START Records shown

//! User-adjustable zone and economizer settings.

use serde::{Deserialize, Serialize};

use crate::error::{ModelError, ModelResult};
use crate::hvac::HvacMode;

/// Closed range of setpoints a thermostat accepts.
#[derive(Debug, Clone, Copy, PartialEq, Serialize, Deserialize)]
pub struct SetpointRange {
    pub min: f64,
    pub max: f64,
}

impl SetpointRange {
    pub fn new(min: f64, max: f64) -> ModelResult<Self> {
        if !(min.is_finite() && max.is_finite()) || min > max {
            return Err(ModelError::InvalidArg {
                what: "setpoint range must be finite with min <= max",
            });
        }
        Ok(Self { min, max })
    }

    pub fn contains(&self, setpoint: f64) -> bool {
        self.min <= setpoint && setpoint <= self.max
    }
}

impl Default for SetpointRange {
    fn default() -> Self {
        Self {
            min: 10.0,
            max: 40.0,
        }
    }
}

/// Economizer policy.
#[derive(Debug, Clone, PartialEq, Serialize, Deserialize)]
pub struct EconomizerSettings {
    /// Which way the economizer moves heat; cooling or heating.
    pub mode: HvacMode,
    #[serde(default = "default_true")]
    pub enabled: bool,
    /// Temperature difference between indoor and ambient at which the economizer engages.
    pub changeover_delta: f64,
    /// Indoor temperature the economizer stops at.
    pub target_temperature: f64,
    /// Keep the HVAC unit running while the economizer is on.
    #[serde(default)]
    pub keep_hvac_on: bool,
    #[serde(default = "default_economizer_p")]
    pub p: f64,
    #[serde(default = "default_economizer_i")]
    pub i: f64,
    #[serde(default = "default_economizer_limit")]
    pub saturation_limit: f64,
}

fn default_true() -> bool {
    true
}

fn default_economizer_p() -> f64 {
    1.0
}

fn default_economizer_i() -> f64 {
    0.000004
}

fn default_economizer_limit() -> f64 {
    1.1
}

impl EconomizerSettings {
    pub fn new(mode: HvacMode, changeover_delta: f64, target_temperature: f64) -> Self {
        Self {
            mode,
            enabled: true,
            changeover_delta,
            target_temperature,
            keep_hvac_on: false,
            p: default_economizer_p(),
            i: default_economizer_i(),
            saturation_limit: default_economizer_limit(),
        }
    }

    pub fn validate(&self) -> ModelResult<()> {
        if self.mode == HvacMode::Fan {
            return Err(ModelError::InvalidArg {
                what: "economizer mode must be cooling or heating",
            });
        }
        if !(self.changeover_delta >= 0.0) {
            return Err(ModelError::InvalidArg {
                what: "changeover delta must be non-negative",
            });
        }
        if !self.target_temperature.is_finite() {
            return Err(ModelError::InvalidArg {
                what: "target temperature must be finite",
            });
        }
        Ok(())
    }

    /// Same user-facing policy; controller tuning is not compared.
    pub fn same(&self, other: &EconomizerSettings) -> bool {
        self.mode == other.mode
            && self.enabled == other.enabled
            && self.changeover_delta == other.changeover_delta
            && self.target_temperature == other.target_temperature
            && self.keep_hvac_on == other.keep_hvac_on
    }
}

/// Fully resolved zone settings.
#[derive(Debug, Clone, PartialEq, Serialize, Deserialize)]
pub struct ZoneSettings {
    pub enabled: bool,
    pub setpoint: f64,
    /// Voting zones can start the unit; non-voting zones only ride along.
    pub voting: bool,
    /// Schedule changes are ignored while on hold.
    pub hold: bool,
    /// Non-voting zones with higher priority are serviced first.
    pub dump_priority: i32,
    #[serde(default, skip_serializing_if = "Option::is_none")]
    pub economizer: Option<EconomizerSettings>,
}

impl ZoneSettings {
    /// Enabled, voting, not on hold, dump priority zero.
    pub fn new(setpoint: f64) -> Self {
        Self {
            enabled: true,
            setpoint,
            voting: true,
            hold: false,
            dump_priority: 0,
            economizer: None,
        }
    }

    /// Apply a partial update; fields present in `update` win.
    pub fn merge(&self, update: &ZoneSettingsUpdate) -> ZoneSettings {
        ZoneSettings {
            enabled: update.enabled.unwrap_or(self.enabled),
            setpoint: update.setpoint.unwrap_or(self.setpoint),
            voting: update.voting.unwrap_or(self.voting),
            hold: update.hold.unwrap_or(self.hold),
            dump_priority: update.dump_priority.unwrap_or(self.dump_priority),
            economizer: update.economizer.clone().or_else(|| self.economizer.clone()),
        }
    }

    /// Compares what affects control decisions; hold and dump priority are ignored.
    pub fn same(&self, other: &ZoneSettings) -> bool {
        let economizer_same = match (&self.economizer, &other.economizer) {
            (None, None) => true,
            (Some(a), Some(b)) => a.same(b),
            _ => false,
        };
        self.enabled == other.enabled
            && self.setpoint == other.setpoint
            && self.voting == other.voting
            && economizer_same
    }
}

/// Partial zone settings; absent fields keep their current value.
#[derive(Debug, Clone, Default, PartialEq, Serialize, Deserialize)]
pub struct ZoneSettingsUpdate {
    #[serde(default, skip_serializing_if = "Option::is_none")]
    pub enabled: Option<bool>,
    #[serde(default, skip_serializing_if = "Option::is_none")]
    pub setpoint: Option<f64>,
    #[serde(default, skip_serializing_if = "Option::is_none")]
    pub voting: Option<bool>,
    #[serde(default, skip_serializing_if = "Option::is_none")]
    pub hold: Option<bool>,
    #[serde(default, skip_serializing_if = "Option::is_none")]
    pub dump_priority: Option<i32>,
    #[serde(default, skip_serializing_if = "Option::is_none")]
    pub economizer: Option<EconomizerSettings>,
}

impl ZoneSettingsUpdate {
    pub fn setpoint(setpoint: f64) -> Self {
        Self {
            setpoint: Some(setpoint),
            ..Self::default()
        }
    }

    pub fn enabled(enabled: bool) -> Self {
        Self {
            enabled: Some(enabled),
            ..Self::default()
        }
    }
}

impl From<ZoneSettings> for ZoneSettingsUpdate {
    fn from(s: ZoneSettings) -> Self {
        Self {
            enabled: Some(s.enabled),
            setpoint: Some(s.setpoint),
            voting: Some(s.voting),
            hold: Some(s.hold),
            dump_priority: Some(s.dump_priority),
            economizer: s.economizer,
        }
    }
}

/// Settings coming from a schedule period.
#[derive(Debug, Clone, PartialEq, Serialize, Deserialize)]
pub struct PeriodSettings {
    /// Name of the schedule period, for diagnostics.
    pub period: String,
    pub settings: ZoneSettingsUpdate,
}

#[cfg(test)]
mod tests {
    use super::*;

    #[test]
    fn defaults() {
        let s = ZoneSettings::new(21.0);
        assert!(s.enabled);
        assert!(s.voting);
        assert!(!s.hold);
        assert_eq!(s.dump_priority, 0);
    }

    #[test]
    fn merge_prefers_update() {
        let s = ZoneSettings::new(21.0);
        let merged = s.merge(&ZoneSettingsUpdate {
            setpoint: Some(23.0),
            voting: Some(false),
            ..Default::default()
        });
        assert_eq!(merged.setpoint, 23.0);
        assert!(!merged.voting);
        assert!(merged.enabled);
    }

    #[test]
    fn same_ignores_hold_and_dump_priority() {
        let a = ZoneSettings::new(21.0);
        let b = ZoneSettings {
            hold: true,
            dump_priority: 5,
            ..a.clone()
        };
        assert!(a.same(&b));
        let c = ZoneSettings {
            enabled: false,
            ..a.clone()
        };
        assert!(!a.same(&c));
    }

    #[test]
    fn negative_dump_priority_accepted() {
        let update: ZoneSettingsUpdate = serde_json::from_str(r#"{"dump_priority": -2}"#).unwrap();
        let merged = ZoneSettings::new(21.0).merge(&update);
        assert_eq!(merged.dump_priority, -2);
    }

    #[test]
    fn same_compares_economizer() {
        let a = ZoneSettings {
            economizer: Some(EconomizerSettings::new(HvacMode::Cooling, 2.0, 22.0)),
            ..ZoneSettings::new(21.0)
        };
        let b = ZoneSettings::new(21.0);
        assert!(!a.same(&b));
        assert!(a.same(&a.clone()));
    }

    #[test]
    fn range_contains_bounds() {
        let r = SetpointRange::default();
        assert!(r.contains(10.0));
        assert!(r.contains(40.0));
        assert!(!r.contains(40.5));
        assert!(SetpointRange::new(30.0, 20.0).is_err());
    }

    #[test]
    fn economizer_validation() {
        assert!(EconomizerSettings::new(HvacMode::Cooling, 1.0, 22.0).validate().is_ok());
        assert!(EconomizerSettings::new(HvacMode::Fan, 1.0, 22.0).validate().is_err());
        assert!(EconomizerSettings::new(HvacMode::Heating, -1.0, 22.0).validate().is_err());
    }

    #[test]
    fn economizer_defaults_from_json() {
        let s: EconomizerSettings = serde_json::from_str(
            r#"{"mode":"cooling","changeover_delta":1.0,"target_temperature":22.0}"#,
        )
        .unwrap();
        assert!(s.enabled);
        assert!(!s.keep_hvac_on);
        assert_eq!(s.p, 1.0);
        assert_eq!(s.i, 0.000004);
        assert_eq!(s.saturation_limit, 1.1);
    }
}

END Records shown

• Work to be completed:
Lines containing the word "while" are to be pulled from the records and copied.

• Response for this exercise:
    /// Keep the HVAC unit running while the economizer is on.
    /// Schedule changes are ignored while on hold.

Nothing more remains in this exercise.